## What is needed
For every record here, output an exact copy.

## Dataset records
use std::time::Duration;

use anyhow::{Context, Result};
use deadpool_redis::{Config, Pool, Runtime};
use redis_connection::{CacheStore, ConnectPolicy, RedisDbConfig};
use testcontainers_modules::{
    redis::Redis,
    testcontainers::{ContainerAsync, runners::AsyncRunner},
};

/// A throwaway Redis for integration tests. Needs Docker.
pub struct TestRedisContainer {
    pub pool: Pool,
    pub connection_string: String,
    // Keep the container alive for the lifetime of this struct
    _container: ContainerAsync<Redis>,
}

impl TestRedisContainer {
    pub async fn new() -> Result<Self> {
        let container = Redis::default()
            .start()
            .await
            .context("Failed to start Redis container")?;

        let host = container.get_host().await?;
        let port = container.get_host_port_ipv4(6379).await?;
        let connection_string = format!("redis://{host}:{port}/0");

        let pool = Self::create_pool(&connection_string).await?;

        Ok(Self {
            pool,
            connection_string,
            _container: container,
        })
    }

    async fn create_pool(connection_string: &str) -> Result<Pool> {
        let mut cfg = Config::from_url(connection_string);
        cfg.pool = Some(deadpool_redis::PoolConfig::new(4));
        let pool = cfg
            .create_pool(Some(Runtime::Tokio1))
            .context("Failed to create Redis pool")?;

        let mut attempts = 0;
        loop {
            let ping = match pool.get().await {
                Ok(mut conn) => {
                    deadpool_redis::redis::cmd("PING")
                        .query_async::<()>(&mut conn)
                        .await
                        .map_err(anyhow::Error::from)
                }
                Err(e) => Err(e.into()),
            };
            match ping {
                Ok(()) => return Ok(pool),
                Err(_) if attempts < 20 => {
                    attempts += 1;
                    tokio::time::sleep(Duration::from_millis(250)).await;
                }
                Err(e) => return Err(e).context("Redis not ready"),
            }
        }
    }

    pub fn config(&self) -> RedisDbConfig {
        RedisDbConfig {
            url: Some(self.connection_string.clone()),
            ..RedisDbConfig::default()
        }
    }

    /// A store adapter connected to this container.
    pub async fn store(&self) -> CacheStore { CacheStore::connect(&self.config()).await }

    pub async fn flush_db(&self) -> Result<()> {
        let mut conn = self.pool.get().await?;
        deadpool_redis::redis::cmd("FLUSHDB")
            .query_async::<()>(&mut conn)
            .await?;
        Ok(())
    }

    pub async fn ttl_of(&self, key: &str) -> Result<i64> {
        let mut conn = self.pool.get().await?;
        Ok(deadpool_redis::redis::cmd("TTL")
            .arg(key)
            .query_async::<i64>(&mut conn)
            .await?)
    }
}

/// Points at a port nothing listens on, with tight timeouts and no
/// reconnects, so the adapter settles in passthrough quickly.
pub fn unreachable_redis_config() -> RedisDbConfig {
    RedisDbConfig {
        url: Some("redis://127.0.0.1:1/0".into()),
        connect: ConnectPolicy {
            connect_timeout_ms: 200,
            op_timeout_ms: 100,
            reconnect_attempts: 0,
        },
        ..RedisDbConfig::default()
    }
}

## Task solution
use std::time::Duration;

use anyhow::{Context, Result};
use deadpool_redis::{Config, Pool, Runtime};
use redis_connection::{CacheStore, ConnectPolicy, RedisDbConfig};
use testcontainers_modules::{
    redis::Redis,
    testcontainers::{ContainerAsync, runners::AsyncRunner},
};

/// A throwaway Redis for integration tests. Needs Docker.
pub struct TestRedisContainer {
    pub pool: Pool,
    pub connection_string: String,
    // Keep the container alive for the lifetime of this struct
    _container: ContainerAsync<Redis>,
}

impl TestRedisContainer {
    pub async fn new() -> Result<Self> {
        let container = Redis::default()
            .start()
            .await
            .context("Failed to start Redis container")?;

        let host = container.get_host().await?;
        let port = container.get_host_port_ipv4(6379).await?;
        let connection_string = format!("redis://{host}:{port}/0");

        let pool = Self::create_pool(&connection_string).await?;

        Ok(Self {
            pool,
            connection_string,
            _container: container,
        })
    }

    async fn create_pool(connection_string: &str) -> Result<Pool> {
        let mut cfg = Config::from_url(connection_string);
        cfg.pool = Some(deadpool_redis::PoolConfig::new(4));
        let pool = cfg
            .create_pool(Some(Runtime::Tokio1))
            .context("Failed to create Redis pool")?;

        let mut attempts = 0;
        loop {
            let ping = match pool.get().await {
                Ok(mut conn) => {
                    deadpool_redis::redis::cmd("PING")
                        .query_async::<()>(&mut conn)
                        .await
                        .map_err(anyhow::Error::from)
                }
                Err(e) => Err(e.into()),
            };
            match ping {
                Ok(()) => return Ok(pool),
                Err(_) if attempts < 20 => {
                    attempts += 1;
                    tokio::time::sleep(Duration::from_millis(250)).await;
                }
                Err(e) => return Err(e).context("Redis not ready"),
            }
        }
    }

    pub fn config(&self) -> RedisDbConfig {
        RedisDbConfig {
            url: Some(self.connection_string.clone()),
            ..RedisDbConfig::default()
        }
    }

    /// A store adapter connected to this container.
    pub async fn store(&self) -> CacheStore { CacheStore::connect(&self.config()).await }

    pub async fn flush_db(&self) -> Result<()> {
        let mut conn = self.pool.get().await?;
        deadpool_redis::redis::cmd("FLUSHDB")
            .query_async::<()>(&mut conn)
            .await?;
        Ok(())
    }

    pub async fn ttl_of(&self, key: &str) -> Result<i64> {
        let mut conn = self.pool.get().await?;
        Ok(deadpool_redis::redis::cmd("TTL")
            .arg(key)
            .query_async::<i64>(&mut conn)
            .await?)
    }
}

/// Points at a port nothing listens on, with tight timeouts and no
/// reconnects, so the adapter settles in passthrough quickly.
pub fn unreachable_redis_config() -> RedisDbConfig {
    RedisDbConfig {
        url: Some("redis://127.0.0.1:1/0".into()),
        connect: ConnectPolicy {
            connect_timeout_ms: 200,
            op_timeout_ms: 100,
            reconnect_attempts: 0,
        },
        ..RedisDbConfig::default()
    }
}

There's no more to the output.